BRIEF DESCRIPTION OF THE DRAWINGS
[0054] FIG. 1 is a conceptual overview of mass defect
classification of glycopeptides. Initial glycopeptide enrichment is
followed by a LC-MS or LC-MS/MS analysis. After peak picking and
deconvolution, a list of monoisotopic m/z values and retention
times is generated. This list is then sorted into likely
glycopeptide and likely peptide precursors on the basis of accurate
mass. Targeted LC-MS/MS analysis is then possible without prior
proteomic or glycomic characterization.
[0055] FIGS. 2A and 2B illustrate a mass defect plot of the Tryptic
(A) and chymotryptic (B) in silico digests. Peptides are plotted in
dark grey (blue) and labeled with a numerical reference 202;
glycopeptides are plotted in light grey (green), the GRAEZ
boundaries are delineated by black lines and the GRAEZ regions are
labeled with a numerical reference 200. FIG. 2A shows tryptic
digests. FIG. 2B shows chymotryptic digests. There is a shift in
mass defect (y-axis) between peptides and glycopeptides of a given
nominal mass (x-axis). This shift may be observed for each protease
treatment; the optimal GRAEZ settings may be distinct for each
protease treatment.
[0056] FIGS. 3A and 3B illustrate examples of two glycopeptide
MS/MS spectra. FIG. 3A shows a complex, monosialylated,
difucosylated N-glycan observed. FIG. 3B shows a complex
monosialylated N-glycan observed. Fragment ions are observed as a
series of Y-type ions from the intact N-glycopeptide precursor and
a clear sequential loss of the N-linked core mannoses and
N-acetylglucosamine. In each case, a .sup.0.2X.sub.0 type cleavage
is observed for the reducing end N-acetylglucosamine. Remaining
glycan compositions are assigned by accurate mass losses from the
precursor ion, and a minimum of four Y- or X-type ions were
required for each assignment. A predicted glycan is shown for each
spectrum which reflects the composition determined.

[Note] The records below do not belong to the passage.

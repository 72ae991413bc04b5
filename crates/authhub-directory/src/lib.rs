//! # authhub-directory
//!
//! User directory backends for AuthHub. The directory is the system of
//! record for user accounts; authentication and authorization layers only
//! reach it through the [`UserDirectory`] trait.

pub mod memory;

pub use authhub_entity::user::UserDirectory;
pub use memory::MemoryDirectory;
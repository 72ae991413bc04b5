//! # authhub-entity
//!
//! Domain entity models for AuthHub. Every struct in this crate represents
//! a persisted record or a domain value object. The user directory trait
//! lives here too, since the persistence layer behind it is an external
//! collaborator rather than part of this workspace.

pub mod session;
pub mod user;
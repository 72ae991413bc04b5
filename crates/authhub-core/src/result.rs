//! Convenience result type alias for AuthHub.

use crate::error::AppError;

/// A specialized `Result` type for AuthHub operations.
///
/// This is defined as a convenience so that every crate does not need to
/// write `Result<T, AppError>` explicitly.
pub type AppResult<T> = Result<T, AppError>;
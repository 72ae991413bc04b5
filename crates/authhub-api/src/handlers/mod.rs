//! HTTP handlers.

pub mod auth;
pub mod health;
pub mod oauth;
pub mod user;
//! Session entity model.

use std::collections::HashMap;

use chrono::{DateTime, Utc};
use serde::{Deserialize, Serialize};

/// An active user session.
///
/// The record lives exclusively in the shared key-value store for its
/// lifetime, keyed by `id` with an expiration; the process holds no
/// authoritative in-memory copy.
#[derive(Debug, Clone, Serialize, Deserialize)]
pub struct Session {
    /// Opaque session identifier, also the store key.
    pub id: String,
    /// The user this session belongs to.
    pub user_id: i64,
    /// Open string-keyed map for per-session data.
    #[serde(default)]
    pub data: HashMap<String, serde_json::Value>,
    /// When the session was created (login time).
    pub created_at: DateTime<Utc>,
}

impl Session {
    /// Create a fresh session record for a user.
    pub fn new(id: String, user_id: i64) -> Self {
        Self {
            id,
            user_id,
            data: HashMap::new(),
            created_at: Utc::now(),
        }
    }
}
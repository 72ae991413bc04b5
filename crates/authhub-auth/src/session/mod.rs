//! Server-side session lifecycle.

pub mod store;

pub use store::SessionStore;
//! GitHub OAuth identity provider.

use std::sync::Arc;

use async_trait::async_trait;
use serde::Deserialize;
use tracing::debug;

use authhub_core::error::{AppError, ErrorKind};
use authhub_core::config::oauth::OAuthProviderConfig;
use authhub_core::result::AppResult;
use authhub_entity::user::{User, UserDirectory};

use crate::provider::{IdentityProvider, Profile, resolve_account};

const AUTHORIZE_URL: &str = "https://github.com/login/oauth/authorize";
const TOKEN_URL: &str = "https://github.com/login/oauth/access_token";
const API_USER_URL: &str = "https://api.github.com/user";
const API_EMAILS_URL: &str = "https://api.github.com/user/emails";

const HTTP_TIMEOUT: std::time::Duration = std::time::Duration::from_secs(10);

#[derive(Debug, Deserialize)]
struct TokenResponse {
    access_token: Option<String>,
    error: Option<String>,
    error_description: Option<String>,
}

#[derive(Debug, Deserialize)]
struct GithubUser {
    id: u64,
    login: String,
    name: Option<String>,
    email: Option<String>,
    avatar_url: Option<String>,
}

#[derive(Debug, Deserialize)]
struct GithubEmail {
    email: String,
    primary: bool,
    verified: bool,
}

/// GitHub OAuth provider.
pub struct GithubProvider {
    config: OAuthProviderConfig,
    http: reqwest::Client,
    directory: Arc<dyn UserDirectory>,
}

impl GithubProvider {
    /// Creates a GitHub provider from configuration.
    pub fn new(
        config: OAuthProviderConfig,
        directory: Arc<dyn UserDirectory>,
    ) -> AppResult<Self> {
        // GitHub's API rejects requests without a User-Agent.
        let http = reqwest::Client::builder()
            .timeout(HTTP_TIMEOUT)
            .user_agent("authhub")
            .build()
            .map_err(|e| {
                AppError::with_source(ErrorKind::Internal, "Failed to build HTTP client", e)
            })?;

        Ok(Self {
            config,
            http,
            directory,
        })
    }

    fn transport_error(e: reqwest::Error) -> AppError {
        AppError::with_source(
            ErrorKind::ProviderUnavailable,
            "GitHub is unreachable",
            e,
        )
    }

    async fn primary_verified_email(&self, access_token: &str) -> AppResult<String> {
        let response = self
            .http
            .get(API_EMAILS_URL)
            .bearer_auth(access_token)
            .send()
            .await
            .map_err(Self::transport_error)?;

        if !response.status().is_success() {
            return Err(AppError::provider_unavailable(format!(
                "GitHub email lookup failed with status {}",
                response.status()
            )));
        }

        let emails: Vec<GithubEmail> = response.json().await.map_err(Self::transport_error)?;
        emails
            .into_iter()
            .find(|e| e.primary && e.verified)
            .map(|e| e.email)
            .ok_or_else(|| {
                AppError::invalid_argument("GitHub account has no verified primary email")
            })
    }
}

#[async_trait]
impl IdentityProvider for GithubProvider {
    fn name(&self) -> &str {
        "github"
    }

    fn enabled(&self) -> bool {
        !self.config.client_id.is_empty() && !self.config.client_secret.is_empty()
    }

    fn auth_url(&self, state: &str) -> AppResult<String> {
        if !self.enabled() {
            return Err(AppError::provider_unavailable(
                "GitHub provider is not configured",
            ));
        }

        let scope = self.config.scopes.join(" ");
        let url = reqwest::Url::parse_with_params(
            AUTHORIZE_URL,
            &[
                ("client_id", self.config.client_id.as_str()),
                ("redirect_uri", self.config.redirect_url.as_str()),
                ("scope", scope.as_str()),
                ("state", state),
            ],
        )
        .map_err(|e| AppError::internal(format!("Failed to build authorization URL: {e}")))?;

        Ok(url.into())
    }

    async fn exchange(&self, code: &str) -> AppResult<String> {
        if !self.enabled() {
            return Err(AppError::provider_unavailable(
                "GitHub provider is not configured",
            ));
        }

        let response = self
            .http
            .post(TOKEN_URL)
            .header(reqwest::header::ACCEPT, "application/json")
            .form(&[
                ("client_id", self.config.client_id.as_str()),
                ("client_secret", self.config.client_secret.as_str()),
                ("code", code),
                ("redirect_uri", self.config.redirect_url.as_str()),
            ])
            .send()
            .await
            .map_err(Self::transport_error)?;

        if !response.status().is_success() {
            return Err(AppError::provider_unavailable(format!(
                "GitHub token exchange failed with status {}",
                response.status()
            )));
        }

        // GitHub reports a bad code as a 200 with an error body.
        let token: TokenResponse = response.json().await.map_err(Self::transport_error)?;
        if let Some(error) = token.error {
            debug!(error, description = ?token.error_description, "GitHub rejected the authorization code");
            return Err(AppError::unauthenticated(
                "GitHub rejected the authorization code",
            ));
        }

        token
            .access_token
            .filter(|t| !t.is_empty())
            .ok_or_else(|| AppError::unauthenticated("GitHub returned no access token"))
    }

    async fn user_info(&self, access_token: &str) -> AppResult<Profile> {
        let response = self
            .http
            .get(API_USER_URL)
            .bearer_auth(access_token)
            .send()
            .await
            .map_err(Self::transport_error)?;

        if response.status() == reqwest::StatusCode::UNAUTHORIZED {
            return Err(AppError::unauthenticated("GitHub access token rejected"));
        }
        if !response.status().is_success() {
            return Err(AppError::provider_unavailable(format!(
                "GitHub profile lookup failed with status {}",
                response.status()
            )));
        }

        let user: GithubUser = response.json().await.map_err(Self::transport_error)?;

        let email = match user.email.filter(|e| !e.is_empty()) {
            Some(email) => email,
            // The profile email is absent when the user hides it; the
            // emails endpoint still lists it for the user:email scope.
            None => self.primary_verified_email(access_token).await?,
        };

        Ok(Profile {
            federated_id: format!("github_{}", user.id),
            name: user.name.filter(|n| !n.is_empty()).unwrap_or(user.login),
            email,
            avatar_url: user.avatar_url,
        })
    }

    async fn login(&self, profile: &Profile) -> AppResult<User> {
        resolve_account(&self.directory, profile).await
    }
}
//! Session domain entities.

pub mod model;

pub use model::Session;
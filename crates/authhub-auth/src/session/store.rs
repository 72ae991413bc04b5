//! Session storage over the key-value store.

use std::sync::Arc;
use std::time::Duration;

use tracing::warn;
use uuid::Uuid;

use authhub_cache::CacheManager;
use authhub_cache::keys;
use authhub_core::config::session::SessionConfig;
use authhub_core::error::AppError;
use authhub_core::result::AppResult;
use authhub_core::traits::CacheProvider;
use authhub_entity::session::Session;

/// Manages session records in the key-value store.
///
/// Sessions expire through store TTLs rather than a reaper task. Every
/// successful read slides the expiration back to the full window.
#[derive(Debug, Clone)]
pub struct SessionStore {
    /// Backing key-value store.
    cache: Arc<CacheManager>,
    /// Session configuration.
    config: SessionConfig,
}

impl SessionStore {
    /// Creates a new session store.
    pub fn new(cache: Arc<CacheManager>, config: SessionConfig) -> Self {
        Self { cache, config }
    }

    fn ttl(&self) -> Duration {
        Duration::from_secs(self.config.ttl_hours * 3600)
    }

    /// Creates a new session for the given user and returns it.
    ///
    /// The session id is an unguessable random UUID; it carries no user
    /// information itself.
    pub async fn create(&self, user_id: i64) -> AppResult<Session> {
        let session = Session::new(Uuid::new_v4().to_string(), user_id);
        let key = keys::session(&session.id);
        let payload = serde_json::to_string(&session)?;

        if let Err(e) = self.cache.set(&key, &payload, self.ttl()).await {
            // Nothing half-written may outlive a failed create.
            if let Err(del_err) = self.cache.delete(&key).await {
                warn!(session_id = %session.id, error = %del_err, "Failed to clean up session after write failure");
            }
            return Err(e);
        }

        Ok(session)
    }

    /// Fetches a session by id, sliding its expiration on success.
    ///
    /// Returns `Ok(None)` for unknown or expired ids. A failure to slide
    /// the expiration is logged but does not fail the read.
    pub async fn get(&self, session_id: &str) -> AppResult<Option<Session>> {
        let key = keys::session(session_id);
        let Some(payload) = self.cache.get(&key).await? else {
            return Ok(None);
        };

        let session: Session = match serde_json::from_str(&payload) {
            Ok(s) => s,
            Err(e) => {
                warn!(session_id, error = %e, "Dropping undecodable session record");
                self.cache.delete(&key).await?;
                return Ok(None);
            }
        };

        if let Err(e) = self.cache.expire(&key, self.ttl()).await {
            warn!(session_id, error = %e, "Failed to slide session expiration");
        }

        if session.id != session_id {
            return Err(AppError::cache(format!(
                "Session record id mismatch for key {session_id}"
            )));
        }

        Ok(Some(session))
    }

    /// Deletes a session. Deleting an unknown id is not an error.
    pub async fn delete(&self, session_id: &str) -> AppResult<()> {
        self.cache.delete(&keys::session(session_id)).await
    }

    /// Name of the browser cookie carrying the session id.
    pub fn cookie_name(&self) -> &str {
        &self.config.cookie_name
    }

    /// Full session lifetime, for cookie max-age.
    pub fn ttl_seconds(&self) -> u64 {
        self.config.ttl_hours * 3600
    }
}
//! Argon2id password hashing and verification.

use argon2::{
    Algorithm, Argon2, Params, Version,
    password_hash::{
        PasswordHash, PasswordHasher as ArgonHasher, PasswordVerifier, SaltString, rand_core::OsRng,
    },
};

use authhub_core::config::auth::PasswordHashConfig;
use authhub_core::error::AppError;
use authhub_core::result::AppResult;

/// Handles password hashing and verification using Argon2id.
///
/// Hashes are emitted as self-describing PHC strings, so verification
/// always uses the parameters embedded in the stored record rather than
/// the currently configured ones.
#[derive(Debug, Clone)]
pub struct PasswordHasher {
    /// Configured Argon2id instance.
    argon2: Argon2<'static>,
}

impl PasswordHasher {
    /// Creates a new password hasher from cost configuration.
    pub fn new(config: &PasswordHashConfig) -> AppResult<Self> {
        let params = Params::new(
            config.memory_cost_kib,
            config.time_cost,
            config.parallelism,
            Some(config.output_len),
        )
        .map_err(|e| AppError::configuration(format!("Invalid Argon2 parameters: {e}")))?;

        Ok(Self {
            argon2: Argon2::new(Algorithm::Argon2id, Version::V0x13, params),
        })
    }

    /// Hashes a plaintext password using Argon2id with a fresh random salt.
    pub fn hash_password(&self, password: &str) -> AppResult<String> {
        let salt = SaltString::generate(&mut OsRng);

        let hash = self
            .argon2
            .hash_password(password.as_bytes(), &salt)
            .map_err(|e| AppError::internal(format!("Password hashing failed: {e}")))?;

        Ok(hash.to_string())
    }

    /// Verifies a plaintext password against a stored hash record.
    ///
    /// Returns `Ok(true)` if the password matches, `Ok(false)` if not.
    /// A malformed stored record is an error, not a mismatch.
    pub fn verify_password(&self, password: &str, hash: &str) -> AppResult<bool> {
        let parsed_hash = PasswordHash::new(hash)
            .map_err(|e| AppError::invalid_argument(format!("Invalid password record: {e}")))?;

        match self.argon2.verify_password(password.as_bytes(), &parsed_hash) {
            Ok(()) => Ok(true),
            Err(argon2::password_hash::Error::Password) => Ok(false),
            Err(e) => Err(AppError::internal(format!(
                "Password verification failed: {e}"
            ))),
        }
    }
}

#[cfg(test)]
mod tests {
    use super::*;

    fn fast_hasher() -> PasswordHasher {
        // Minimum legal costs to keep tests quick.
        PasswordHasher::new(&PasswordHashConfig {
            time_cost: 1,
            memory_cost_kib: 8,
            parallelism: 1,
            output_len: 32,
        })
        .unwrap()
    }

    #[test]
    fn test_hash_and_verify() {
        let hasher = fast_hasher();
        let hash = hasher.hash_password("correct horse battery staple").unwrap();
        assert!(hash.starts_with("$argon2id$"));
        assert!(hasher.verify_password("correct horse battery staple", &hash).unwrap());
        assert!(!hasher.verify_password("wrong password", &hash).unwrap());
    }

    #[test]
    fn test_same_password_different_salts() {
        let hasher = fast_hasher();
        let h1 = hasher.hash_password("hunter2").unwrap();
        let h2 = hasher.hash_password("hunter2").unwrap();
        assert_ne!(h1, h2);
    }

    #[test]
    fn test_malformed_record_is_error() {
        let hasher = fast_hasher();
        let err = hasher.verify_password("anything", "not-a-phc-string").unwrap_err();
        assert_eq!(err.kind, authhub_core::error::ErrorKind::InvalidArgument);
    }

    #[test]
    fn test_verify_uses_embedded_params() {
        // A record hashed under different costs still verifies.
        let old = PasswordHasher::new(&PasswordHashConfig {
            time_cost: 2,
            memory_cost_kib: 16,
            parallelism: 1,
            output_len: 32,
        })
        .unwrap();
        let hash = old.hash_password("migrate me").unwrap();

        let current = fast_hasher();
        assert!(current.verify_password("migrate me", &hash).unwrap());
    }
}
//! OAuth identity provider configuration.

use std::collections::HashMap;

use serde::{Deserialize, Serialize};

/// Top-level OAuth configuration.
#[derive(Debug, Clone, Serialize, Deserialize)]
pub struct OAuthConfig {
    /// TTL in minutes for the anti-replay state marker stored per login attempt.
    #[serde(default = "default_state_ttl")]
    pub state_ttl_minutes: u64,
    /// Per-provider client credentials, keyed by provider name (e.g. `"github"`).
    #[serde(default)]
    pub providers: HashMap<String, OAuthProviderConfig>,
}

impl Default for OAuthConfig {
    fn default() -> Self {
        Self {
            state_ttl_minutes: default_state_ttl(),
            providers: HashMap::new(),
        }
    }
}

/// Client credentials for one identity provider.
#[derive(Debug, Clone, Serialize, Deserialize)]
pub struct OAuthProviderConfig {
    /// OAuth application client id. Empty means the provider is disabled.
    #[serde(default)]
    pub client_id: String,
    /// OAuth application client secret. Empty means the provider is disabled.
    #[serde(default)]
    pub client_secret: String,
    /// Callback URL registered with the provider.
    #[serde(default)]
    pub redirect_url: String,
    /// OAuth scopes to request.
    #[serde(default = "default_scopes")]
    pub scopes: Vec<String>,
}

fn default_state_ttl() -> u64 {
    10
}

fn default_scopes() -> Vec<String> {
    vec!["user:email".to_string(), "read:user".to_string()]
}
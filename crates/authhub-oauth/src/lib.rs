//! # authhub-oauth
//!
//! Federated login for AuthHub: anti-replay state handling, the
//! [`IdentityProvider`] abstraction, and its GitHub implementation.
//!
//! ## Modules
//!
//! - `state`: CSRF state codec and one-shot consumption over the store
//! - `provider`: provider trait and the shared account-matching rule
//! - `github`: GitHub OAuth provider
//! - `registry`: provider lookup by name

pub mod github;
pub mod provider;
pub mod registry;
pub mod state;

pub use provider::{IdentityProvider, Profile};
pub use registry::ProviderRegistry;
pub use state::{OAuthState, StateManager};
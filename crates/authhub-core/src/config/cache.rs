//! Shared key-value store configuration.

use serde::{Deserialize, Serialize};

/// Top-level cache configuration.
#[derive(Debug, Clone, Serialize, Deserialize)]
pub struct CacheConfig {
    /// Cache provider type: `"memory"` or `"redis"`.
    #[serde(default = "default_provider")]
    pub provider: String,
    /// Redis-specific configuration.
    #[serde(default)]
    pub redis: RedisCacheConfig,
    /// In-memory cache configuration.
    #[serde(default)]
    pub memory: MemoryCacheConfig,
}

impl Default for CacheConfig {
    fn default() -> Self {
        Self {
            provider: default_provider(),
            redis: RedisCacheConfig::default(),
            memory: MemoryCacheConfig::default(),
        }
    }
}

/// Redis backend configuration.
#[derive(Debug, Clone, Serialize, Deserialize)]
pub struct RedisCacheConfig {
    /// Redis connection URL.
    #[serde(default = "default_redis_url")]
    pub url: String,
    /// Extra namespace prepended to every key, for shared Redis deployments.
    #[serde(default)]
    pub key_prefix: String,
}

impl Default for RedisCacheConfig {
    fn default() -> Self {
        Self {
            url: default_redis_url(),
            key_prefix: String::new(),
        }
    }
}

/// In-memory backend configuration.
#[derive(Debug, Clone, Serialize, Deserialize)]
pub struct MemoryCacheConfig {
    /// Maximum number of entries in the cache.
    #[serde(default = "default_max_capacity")]
    pub max_capacity: u64,
}

impl Default for MemoryCacheConfig {
    fn default() -> Self {
        Self {
            max_capacity: default_max_capacity(),
        }
    }
}

fn default_provider() -> String {
    "memory".to_string()
}

fn default_redis_url() -> String {
    "redis://localhost:6379".to_string()
}

fn default_max_capacity() -> u64 {
    10000
}
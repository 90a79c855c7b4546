use async_trait::async_trait;
use orbithub_portal::prelude::*;
use std::sync::{Arc, Mutex};

/// Mock SatelliteCatalog for testing
///
/// Returns a fixed list of satellites (or a failure) and records every
/// query it receives as its encoded query string.
#[derive(Default, Clone)]
pub struct MockSatelliteCatalog {
    satellites: Vec<Satellite>,
    should_fail: bool,
    pub queries: Arc<Mutex<Vec<String>>>,
}

impl MockSatelliteCatalog {
    pub fn new(satellites: Vec<Satellite>) -> Self {
        Self {
            satellites,
            ..Default::default()
        }
    }

    pub fn failing() -> Self {
        Self {
            should_fail: true,
            ..Default::default()
        }
    }

    pub fn get_queries(&self) -> Vec<String> {
        self.queries.lock().unwrap().clone()
    }
}

#[async_trait]
impl SatelliteCatalog for MockSatelliteCatalog {
    async fn search(&self, query: &CatalogQuery) -> Result<Vec<Satellite>> {
        self.queries.lock().unwrap().push(query.to_query_string());
        if self.should_fail {
            anyhow::bail!("Mock catalog failure");
        }
        Ok(self.satellites.clone())
    }
}
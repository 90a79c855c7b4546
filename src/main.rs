use orbithub_portal::adapters::outbound::console::ConsoleNotifier;
use orbithub_portal::adapters::outbound::network::PortalApiClient;
use orbithub_portal::application::dto::SubmissionOutcome;
use orbithub_portal::application::factories::{FormatterFactory, PresenterFactory, PresenterType};
use orbithub_portal::application::FormController;
use orbithub_portal::cli::{Args, Command};
use orbithub_portal::config::{self, ConfigFile, Settings};
use orbithub_portal::shared::error::ExitCode;
use orbithub_portal::shared::Result;
use std::io::IsTerminal;
use std::process;
use tracing::{info, warn};
use tracing_subscriber::EnvFilter;

#[tokio::main]
async fn main() {
    let args = Args::parse_args();
    init_tracing(args.verbose);

    match run(args).await {
        Ok(code) => process::exit(code.as_i32()),
        Err(e) => {
            eprintln!("\n❌ An error occurred:\n");
            eprintln!("{}", e);

            // Display error chain
            for cause in e.chain().skip(1) {
                eprintln!("\nCaused by: {}", cause);
            }

            eprintln!();
            process::exit(ExitCode::ApplicationError.as_i32());
        }
    }
}

fn init_tracing(verbose: u8) {
    let level = match verbose {
        0 => "warn",
        1 => "info",
        2 => "debug",
        _ => "trace",
    };

    tracing_subscriber::fmt()
        .with_env_filter(
            EnvFilter::try_from_default_env().unwrap_or_else(|_| EnvFilter::new(level)),
        )
        .with_target(false)
        .with_writer(std::io::stderr)
        .init();
}

async fn run(args: Args) -> Result<ExitCode> {
    let config = load_config(&args)?;
    let settings = Settings::resolve(args.api_url.as_deref(), args.lang, config.as_ref())?;
    info!(
        api_url = %settings.api_url,
        language = %settings.language,
        "starting orbithub-portal"
    );

    let color = !args.no_color && std::io::stdout().is_terminal();
    let client = PortalApiClient::new(&settings.api_url)?;

    let mut form = FormController::new(
        client.clone(),
        client.clone(),
        ConsoleNotifier::new(!args.no_color && std::io::stderr().is_terminal()),
        settings.language,
    );
    let formatter = FormatterFactory::create(args.format, color);
    let presenter = PresenterFactory::create(PresenterType::from_output(args.output));

    match args.command {
        Command::Options => {
            let output = formatter.format_options(&form.options())?;
            presenter.present(&output)?;
            Ok(ExitCode::Success)
        }
        Command::Filter { criteria } => {
            criteria.apply(form.draft_mut());
            form.filter().await?;
            let output = formatter.format(form.results(), form.selection(), form.language())?;
            presenter.present(&output)?;
            Ok(ExitCode::Success)
        }
        Command::Submit {
            client: client_args,
            criteria,
            description,
            select,
        } => {
            client_args.apply(form.draft_mut());
            criteria.apply(form.draft_mut());
            if let Some(description) = description {
                form.draft_mut().description = description;
            }

            if !select.is_empty() {
                form.filter().await?;
                for name in &select {
                    if !form.select_by_name(name) {
                        warn!(
                            "Satellite '{}' is not in the catalog results and will not be sent.",
                            name
                        );
                    }
                }
                let output = formatter.format(form.results(), form.selection(), form.language())?;
                presenter.present(&output)?;
            }

            Ok(match form.submit().await {
                SubmissionOutcome::Accepted => ExitCode::Success,
                SubmissionOutcome::Rejected { .. } | SubmissionOutcome::ConnectionFailed { .. } => {
                    ExitCode::RequestNotAccepted
                }
            })
        }
        Command::Health => {
            let status = client.health().await?;
            println!("{}: {}", client.base_url(), status);
            if status != "ok" {
                anyhow::bail!("Portal API reported status '{}'", status);
            }
            Ok(ExitCode::Success)
        }
    }
}

fn load_config(args: &Args) -> Result<Option<ConfigFile>> {
    if let Some(path) = &args.config {
        return config::load_config_from_path(path).map(Some);
    }
    let cwd = std::env::current_dir()?;
    config::discover_config(&cwd)
}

[0057] FIGS. 4A and 4B illustrate plots of size distributions for
tryptic and chymotryptic peptides.
[0058] FIG. 5 illustrates an exemplary computing environment in
which some embodiments may be implemented.
DETAILED DESCRIPTION
[0059] The inventors have appreciated that existing approaches to
identification of glycopeptides in biological samples may lack
adequate accuracy and sensitivity that would make the approaches
useful for practical applications of proteomics. For example,
analysis of site-specific N-glycosylation may be complicated. Such
analysis may not be easily accomplished because of heterogeneity at
the levels of glycosylation site occupancy, glycan composition, and
glycan structure. A comprehensive analysis of protein glycosylation
identifies glycans, maps occupied sites, and matches the glycans to
specific sites on glycoproteins. (An et al., 2009). This
site-specific analysis may be performed via analysis of intact
glycopeptides using mass spectrometry (MS). However, this technique
may be complicated by sensitivity, sample preparation, and
fragmentation challenges (Dodds, 2012), which may limit the
throughput and sensitivity of the results.
[0060] The site-specific glycosylation analysis may be complicated
by the presence of nonglycosylated peptides in a mixture, as they
may be preferentially selected for data-dependent MS/MS due to
higher ionization efficiencies and higher stoichiometric levels in
samples.
[0061] Some of the approaches to determining which glycan moieties
occupy specific N-glycosylation sites include liquid chromatography
MS (LC-MS) and LC-MS/MS analysis of glycopeptides generated by
proteases with high cleavage site specificity; however, a
sensitivity achieved by such approach may be limited.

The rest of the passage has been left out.